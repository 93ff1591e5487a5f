//! Synthetic click: the natural press, release, activate sequence

use dom_tree::{Element, EventInit};
use tracing::trace;

use crate::errors::ActionError;

/// Signals dispatched, in order, for one click.
pub const CLICK_SEQUENCE: [&str; 3] = ["mousedown", "mouseup", "click"];

/// Dispatch [`CLICK_SEQUENCE`] on `target` synchronously.
///
/// Returns the number of listener invocations.
pub fn dispatch_click(target: Option<&Element>) -> Result<usize, ActionError> {
    let target =
        target.ok_or_else(|| ActionError::MissingTarget("click target is absent".to_string()))?;
    let init = EventInit {
        bubbles: true,
        cancelable: true,
    };
    let mut invoked = 0;
    for signal in CLICK_SEQUENCE {
        invoked += target.dispatch_event(signal, init);
        trace!(element = %target, signal, "dispatched");
    }
    Ok(invoked)
}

→ **Exercise**
Scan the listing for the string "ActionError". Copy each line that has it.

→ **Exercise answer**
use crate::errors::ActionError;
pub fn dispatch_click(target: Option<&Element>) -> Result<usize, ActionError> {
        target.ok_or_else(|| ActionError::MissingTarget("click target is absent".to_string()))?;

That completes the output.